ADTH’s main corporate assets consisted of a €752,494.08 loan claim against its French subsidiary (Africa Delivery Technologies SAS), its intellectual property (IP) rights, and 100% ownership of the shares in the French subsidiary, which in turn owns 99% of the operational Nigerian operating entity.
The trustee was actively negotiating with Kwik’s management and several external third parties to sell these assets to recover funds for creditors. However, on October 16, 2025, the board of the French subsidiary bypassed the trustee by leveraging a clause that allowed them to issue new shares in the event of the majority shareholder’s insolvency.
The French subsidiary issued 10,000 new shares to a related entity called Kwik Now Limited.
The Dilution Effect on ADTH’s Holdings
Before October 16, 2025:
[ADTH B.V. (In Bankrupcy)] ───► 100% Ownership ───► [Africa Delivery Technologies SAS (France)]
After October 16, 2025:
[Kwik Now Limited] ───────────► 85.9% (10,000 Shares) ──┐
├─► [Africa Delivery Technologies SAS]
[ADTH B.V. (In Bankruptcy)] ───► 14.1% (1,643 Shares) ──┘
This corporate shift diluted the bankrupt Dutch holding company’s ownership stake from 100% down to just 14.1%, effectively removing control of the operational French and Nigerian entities from the Dutch court’s jurisdiction.
When the trustee reviewed the minutes of the subsequent shareholders’ meeting, he noted that Kwik Now Limited acted as the chairperson and was represented by the exact same director who manages the bankrupt Dutch holding company. When the trustee demanded to know who owns Kwik Now Limited, management declined to provide the information, stating:
“Unfortunately, this request is not relevant to the matter at hand.”
Missing Accounts and the Threat of Personal Liability
With the estate account depleted to under €600, the trustee’s focus has shifted entirely to regulatory compliance and director liability investigations under Dutch corporate law. Three primary prongs of inquiry are currently underway:
- Unpaid Share Capital: Initial reviews of the incorporation documents indicate that the founders may never have actually paid up the mandatory initial share capital required upon the company’s formation.
- Presumption of Mismanagement (Art. 2:248 BW): Under Dutch law, failing to file annual accounts transparently and on time creates a statutory presumption of improper management. The trustee noted that ADTH’s annual accounts for 2020, 2021, and 2023 were either filed late or remain unfiled entirely.
- Fraudulent Conveyance (Paulianeus Handelen): The trustee is scrutinizing the validity of an unregistered IP pledge claimed by the French subsidiary, alongside the share issuance to Kwik Now Limited.
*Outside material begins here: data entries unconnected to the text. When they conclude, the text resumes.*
//! Configuration loading from disk.

use std::fs;
use std::path::Path;

use thiserror::Error;

use crate::config::schema::SiteConfig;
use crate::config::validation::{validate_config, ValidationError};

/// Error type for configuration loading.
#[derive(Debug, Error)]
pub enum ConfigError {
    #[error("IO error: {0}")]
    Io(#[from] std::io::Error),

    #[error("Parse error: {0}")]
    Parse(#[from] toml::de::Error),

    #[error("Validation failed: {}", join_errors(.0))]
    Validation(Vec<ValidationError>),
}

fn join_errors(errors: &[ValidationError]) -> String {
    errors
        .iter()
        .map(ToString::to_string)
        .collect::<Vec<_>>()
        .join(", ")
}

/// Parse and validate configuration from TOML text.
pub fn parse_config(content: &str) -> Result<SiteConfig, ConfigError> {
    let config: SiteConfig = toml::from_str(content)?;
    validate_config(&config).map_err(ConfigError::Validation)?;
    Ok(config)
}

/// Load and validate configuration from a TOML file.
pub fn load_config(path: &Path) -> Result<SiteConfig, ConfigError> {
    let content = fs::read_to_string(path)?;
    parse_config(&content)
}

/// Load the file at `path` when given, otherwise validated defaults.
pub fn load_or_default(path: Option<&Path>) -> Result<SiteConfig, ConfigError> {
    match path {
        Some(path) => load_config(path),
        None => {
            let config = SiteConfig::default();
            validate_config(&config).map_err(ConfigError::Validation)?;
            Ok(config)
        }
    }
}
//! Configuration management subsystem.
//!
//! # Data Flow
//! ```text
//! config file (TOML)
//!     → loader.rs (parse & deserialize)
//!     → validation.rs (semantic checks)
//!     → SiteConfig (validated, immutable)
//!     → startup builds registry, dictionaries, URL builder from it
//! ```
//!
//! # Design Decisions
//! - Config is immutable once loaded; there is no hot reload
//! - All fields have defaults to allow minimal configs
//! - Validation separates syntactic (serde) from semantic checks

pub mod loader;
pub mod schema;
pub mod validation;

pub use loader::{load_config, load_or_default, parse_config, ConfigError};
pub use schema::{
    ChangeFrequency, ClassifierConfig, I18nConfig, ListenerConfig, LocaleConfig, LogFormat,
    ManifestConfig, ObservabilityConfig, SiteConfig, SitemapConfig, TextDirection,
};
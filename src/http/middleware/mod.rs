//! Request middleware that runs before content routing.

pub mod locale;

pub use locale::locale_routing;
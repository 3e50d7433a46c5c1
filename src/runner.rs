// SPDX-License-Identifier: MPL-2.0
// This Source Code Form is subject to the terms of the Mozilla Public
// License, v. 2.0. If a copy of the MPL was not distributed with this
// file, You can obtain one at https://mozilla.org/MPL/2.0/.

//! Execution of control actions.
//!
//! [`ControlRunner`] connects to each device in turn, unlocks it and applies
//! the desired preset. Only one connection is open at a time.
//!
//! # Examples
//!
//! ```no_run
//! # use xavax_lib::transport::{BleHost, DiscoveryEvent};
//! # use xavax_lib::DevicePolicy;
//! # async fn example<H: BleHost>(host: &H, policy: &DevicePolicy, events: &[DiscoveryEvent]) {
//! use xavax_lib::{ControlRunner, reconcile::reconcile};
//!
//! let actions = reconcile(policy, events);
//! let report = ControlRunner::new(host).with_policy(policy).run(&actions).await;
//!
//! for failure in &report.failures {
//!     eprintln!("Failed to control {}: {}", failure.address, failure.error);
//! }
//! # }
//! ```

use crate::error::{Error, Result};
use crate::policy::DevicePolicy;
use crate::reconcile::ControlAction;
use crate::session::DeviceSession;
use crate::transport::BleHost;

/// A device that could not be controlled.
#[derive(Debug)]
pub struct ControlFailure {
    /// Device address.
    pub address: String,
    /// What went wrong.
    pub error: Error,
}

/// Result of a batch of control actions.
#[derive(Debug, Default)]
pub struct RunReport {
    /// Addresses that were updated, in execution order.
    pub succeeded: Vec<String>,
    /// Devices that failed, in execution order.
    pub failures: Vec<ControlFailure>,
}

impl RunReport {
    /// Returns `true` if every action succeeded.
    #[must_use]
    pub fn is_success(&self) -> bool {
        self.failures.is_empty()
    }

    /// Returns the number of actions attempted.
    #[must_use]
    pub fn attempted(&self) -> usize {
        self.succeeded.len() + self.failures.len()
    }
}

/// Applies control actions one device at a time.
#[derive(Debug)]
pub struct ControlRunner<'h, H: BleHost> {
    host: &'h H,
    policy: Option<&'h DevicePolicy>,
}

impl<'h, H: BleHost> ControlRunner<'h, H> {
    /// Creates a runner using `host` for connections.
    #[must_use]
    pub const fn new(host: &'h H) -> Self {
        Self { host, policy: None }
    }

    /// Uses `policy` for device names in log output.
    #[must_use]
    pub const fn with_policy(mut self, policy: &'h DevicePolicy) -> Self {
        self.policy = Some(policy);
        self
    }

    fn name(&self, address: &str) -> &str {
        self.policy.map_or("", |policy| policy.name(address))
    }

    /// Connects, unlocks and applies the desired preset to one device.
    ///
    /// The connection is closed whether or not the writes succeed.
    ///
    /// # Errors
    ///
    /// Returns error if the connection, any write, or the disconnect fails.
    pub async fn apply(&self, action: &ControlAction) -> Result<()> {
        tracing::info!(
            address = %action.address,
            name = self.name(&action.address),
            preset = %action.preset(),
            "Controlling thermostat"
        );
        let session = DeviceSession::open(self.host, &action.address).await?;
        let outcome = async {
            session.unlock().await?;
            session.apply_desired_state(action.desired_on).await
        }
        .await;
        session.finish(outcome).await
    }

    /// Applies every action in order.
    ///
    /// A failing device is logged and recorded in the report; the remaining
    /// actions still run.
    pub async fn run(&self, actions: &[ControlAction]) -> RunReport {
        let mut report = RunReport::default();
        for action in actions {
            match self.apply(action).await {
                Ok(()) => report.succeeded.push(action.address.clone()),
                Err(error) => {
                    tracing::warn!(
                        address = %action.address,
                        name = self.name(&action.address),
                        error = %error,
                        "Failed to control thermostat"
                    );
                    report.failures.push(ControlFailure {
                        address: action.address.clone(),
                        error,
                    });
                }
            }
        }
        tracing::info!(
            succeeded = report.succeeded.len(),
            failed = report.failures.len(),
            "Control run finished"
        );
        report
    }
}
The investigation aims to determine whether these actions constitute an unlawful siphon of corporate value intended to disadvantage external creditors.
What Lies Ahead
The Kwik case highlights the structural vulnerabilities of multi-jurisdictional holding company setups when a single local dispute triggers wider insolvency clauses.
While Kwik’s operational platform has sought shelter through its French and new corporate entities, its original European parent company remains heavily exposed. The trustee’s upcoming report, scheduled for July 29, 2026, will focus heavily on whether the corporate maneuvers used to shield the operational tech platform will stand up to legal scrutiny, or if the directors will face personal liability for the multi-million euro shortfall.